Part two and three get into the science and mechanics behind why we need to eat natural, move natural, get outside, and freaking get back to nature – in other words, BE WILD.  He also touches on something near and dear to my heart – he has a section discussing how all this applies to men and, gasp, how it separately applies to women.  Our bodies are different.  I find too often that for whatever reason, probably fear of the backlash of daring to say men and women are different, these differences are not acknowledged.  This book doesn’t play that game.  Bravo.

Now we get to the fun stuff – the recipes in the book.  I’ve been on a clean eating kick for a while now, but it is usually pretty unstructured and hey, this looks good, sort of cooking.  I lacked some variety and spice and these recipes really helped with that.  A highlight for me was the list of Wild Diet Staples.  I am a very busy person (*pats self on back) and this list is something I have gone to at least three times in the last two weeks, when I didn’t have time to sit down and make a recipe based shopping list.

The recipes are pretty simple and fun to make (I LOVE TO COOK!).  Probably the biggest change for me is that I have started drinking coffee.  I have, for a while now, been a lover of energy shots.  I thought coffee tasted gross, and tea was just too much effort some days.  But I know the energy shot habit is bad and the book gave me a kick in the butt to fix the bad.  I went full out.  French press, grinder, milk frother, and whole beans (sorry, haven’t gone the point of roasting my own beans yet, but I do have a roaster saved in my Amazon shopping cart).   I have been using MCT oil for a while now so I already had that on hand, but I picked up a huge jar of Ghee.  I now have coffee every morning.  It is a great dose of healthy fats, good caffeine, and is frankly tasty.  (To give you a feel of how much I didn’t drink coffee before – I lived in Seattle for ten years and I never bought nor drank a single cup of coffee, in any form, from Starbucks.  It’s part of the reason I’m not there anymore….the locals were threatening me with pitchforks).

Look At Me!  Frothing Coffee!!!
Look At Me! Frothing Coffee!!!

The food recipes are great and inspiring.  I have come to appreciate the flat out taste difference between grass fed beef and the red slime beef.  I appreciate how many different ways I can season nuts and seeds (which I’ve even started sprouting myself!).  I stop in the store and read every label and think, do I really know what these ingredients are?  Avocado is put on things I never imagined.  Most recipes are uncomplicated and very easy to make, with a few saucier ones thrown in there for when I’m feeling jazzy.

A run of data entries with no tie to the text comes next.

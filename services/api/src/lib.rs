mod batch;
mod cli;
mod infra;
mod routes;
mod server;

use churn_predictor::error::AppError;

pub async fn run() -> Result<(), AppError> {
    cli::run().await
}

This week I have been seen walking in my neighborhood, fatty coffee in one hand, cookie in the other (I know, cookies for breakfast…), getting my fifteen minutes of morning sun.  All gained from this book.  I am no physical or mental specimen.  I have room to grow.  I occasionally drink a soda pop or eat a dorito, but Abel has made me wake up a little bit more with this book.  I am just someone looking to better myself every. damn. day.  This book is helping me in this journey.  It is well worth the read to gain more knowledge, add some good recipes to your repertoire, and make food part of your lifestyle.

Bottom line – The Wild Diet is not a diet.  It is a great new tool for your “I want to be a healthy badass” toolbox.  Check it out for sure.